--- Problem to work on ---
Show, from the entries below, every line in which "bool" appears.

(Data excerpts)
# # # #

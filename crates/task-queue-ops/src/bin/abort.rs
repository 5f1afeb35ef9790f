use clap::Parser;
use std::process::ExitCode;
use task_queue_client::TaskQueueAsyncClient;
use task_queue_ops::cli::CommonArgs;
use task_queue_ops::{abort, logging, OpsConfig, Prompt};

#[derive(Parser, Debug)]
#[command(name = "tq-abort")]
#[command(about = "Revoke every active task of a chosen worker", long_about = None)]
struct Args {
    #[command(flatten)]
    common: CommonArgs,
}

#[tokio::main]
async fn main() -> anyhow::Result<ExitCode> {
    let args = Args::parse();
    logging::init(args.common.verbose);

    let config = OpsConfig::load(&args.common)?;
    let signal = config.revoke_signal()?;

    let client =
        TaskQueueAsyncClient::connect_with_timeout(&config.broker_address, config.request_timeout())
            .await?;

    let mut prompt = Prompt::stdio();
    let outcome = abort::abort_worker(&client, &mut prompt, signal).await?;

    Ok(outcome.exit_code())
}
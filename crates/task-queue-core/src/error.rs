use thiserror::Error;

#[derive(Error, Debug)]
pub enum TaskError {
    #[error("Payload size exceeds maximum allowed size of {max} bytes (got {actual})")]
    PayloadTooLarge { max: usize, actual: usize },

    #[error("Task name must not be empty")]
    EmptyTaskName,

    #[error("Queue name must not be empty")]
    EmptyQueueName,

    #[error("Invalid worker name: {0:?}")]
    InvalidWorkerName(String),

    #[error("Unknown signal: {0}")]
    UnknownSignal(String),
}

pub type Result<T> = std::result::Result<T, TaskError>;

# # # #

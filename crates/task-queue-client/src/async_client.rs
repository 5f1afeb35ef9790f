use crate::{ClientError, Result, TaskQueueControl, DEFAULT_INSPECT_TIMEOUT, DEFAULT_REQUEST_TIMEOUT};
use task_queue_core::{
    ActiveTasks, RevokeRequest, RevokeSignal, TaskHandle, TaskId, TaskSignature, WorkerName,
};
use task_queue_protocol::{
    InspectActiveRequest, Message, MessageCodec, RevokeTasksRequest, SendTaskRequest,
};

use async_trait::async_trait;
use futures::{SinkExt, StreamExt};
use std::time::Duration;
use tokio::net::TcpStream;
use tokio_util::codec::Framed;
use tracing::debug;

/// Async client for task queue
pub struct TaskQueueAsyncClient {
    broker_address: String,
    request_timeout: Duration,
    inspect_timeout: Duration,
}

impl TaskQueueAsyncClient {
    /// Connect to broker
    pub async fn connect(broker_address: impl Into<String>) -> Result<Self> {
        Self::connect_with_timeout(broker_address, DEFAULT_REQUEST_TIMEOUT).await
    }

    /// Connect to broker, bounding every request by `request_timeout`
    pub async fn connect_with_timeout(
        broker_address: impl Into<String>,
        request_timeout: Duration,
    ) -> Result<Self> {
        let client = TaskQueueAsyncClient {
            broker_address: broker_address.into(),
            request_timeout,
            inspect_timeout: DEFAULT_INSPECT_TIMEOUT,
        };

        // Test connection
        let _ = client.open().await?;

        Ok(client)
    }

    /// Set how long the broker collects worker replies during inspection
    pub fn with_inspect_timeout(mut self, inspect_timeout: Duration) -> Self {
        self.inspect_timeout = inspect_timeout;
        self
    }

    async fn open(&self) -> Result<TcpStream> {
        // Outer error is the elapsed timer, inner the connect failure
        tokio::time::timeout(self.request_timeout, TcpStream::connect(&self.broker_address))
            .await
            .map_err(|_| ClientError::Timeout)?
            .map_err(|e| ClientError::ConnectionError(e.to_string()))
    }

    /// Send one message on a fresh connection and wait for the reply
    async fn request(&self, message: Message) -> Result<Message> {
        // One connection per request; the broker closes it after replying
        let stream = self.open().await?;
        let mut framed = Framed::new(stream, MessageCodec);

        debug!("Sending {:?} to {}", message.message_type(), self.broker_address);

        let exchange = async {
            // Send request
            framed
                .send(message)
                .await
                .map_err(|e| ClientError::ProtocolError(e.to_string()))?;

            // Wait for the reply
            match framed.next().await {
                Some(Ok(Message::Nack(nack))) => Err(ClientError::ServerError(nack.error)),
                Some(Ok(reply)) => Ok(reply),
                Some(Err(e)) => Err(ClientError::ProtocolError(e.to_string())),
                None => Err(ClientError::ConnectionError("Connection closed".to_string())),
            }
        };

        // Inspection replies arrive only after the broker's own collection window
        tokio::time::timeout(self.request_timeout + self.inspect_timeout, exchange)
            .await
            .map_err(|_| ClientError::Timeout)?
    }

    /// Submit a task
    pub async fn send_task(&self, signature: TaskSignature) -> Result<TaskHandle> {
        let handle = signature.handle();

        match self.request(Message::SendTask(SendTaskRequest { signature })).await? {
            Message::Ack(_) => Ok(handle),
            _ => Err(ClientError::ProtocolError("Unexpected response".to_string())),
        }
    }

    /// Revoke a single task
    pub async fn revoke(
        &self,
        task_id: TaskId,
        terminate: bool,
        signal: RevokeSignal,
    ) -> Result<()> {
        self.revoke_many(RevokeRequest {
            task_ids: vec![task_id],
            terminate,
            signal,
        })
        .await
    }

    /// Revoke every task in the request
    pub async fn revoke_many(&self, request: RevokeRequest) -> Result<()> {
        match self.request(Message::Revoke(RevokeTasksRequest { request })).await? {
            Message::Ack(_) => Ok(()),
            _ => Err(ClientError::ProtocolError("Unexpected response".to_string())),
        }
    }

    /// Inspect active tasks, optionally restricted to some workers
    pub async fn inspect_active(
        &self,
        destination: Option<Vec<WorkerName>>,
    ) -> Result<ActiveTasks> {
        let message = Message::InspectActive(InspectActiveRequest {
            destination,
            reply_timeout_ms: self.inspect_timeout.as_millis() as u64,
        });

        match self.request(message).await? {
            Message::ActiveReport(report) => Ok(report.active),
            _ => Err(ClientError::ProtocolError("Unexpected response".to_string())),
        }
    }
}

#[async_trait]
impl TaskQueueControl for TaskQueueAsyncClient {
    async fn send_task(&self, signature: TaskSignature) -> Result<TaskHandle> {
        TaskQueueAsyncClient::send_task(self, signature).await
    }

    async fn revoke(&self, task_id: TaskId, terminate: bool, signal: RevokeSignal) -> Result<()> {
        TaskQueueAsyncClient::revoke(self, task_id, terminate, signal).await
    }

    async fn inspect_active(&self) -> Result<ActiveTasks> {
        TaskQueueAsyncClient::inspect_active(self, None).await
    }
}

# # # #

--- Finished exercise ---
        terminate: bool,
    async fn revoke(&self, task_id: TaskId, terminate: bool, signal: RevokeSignal) -> Result<()> {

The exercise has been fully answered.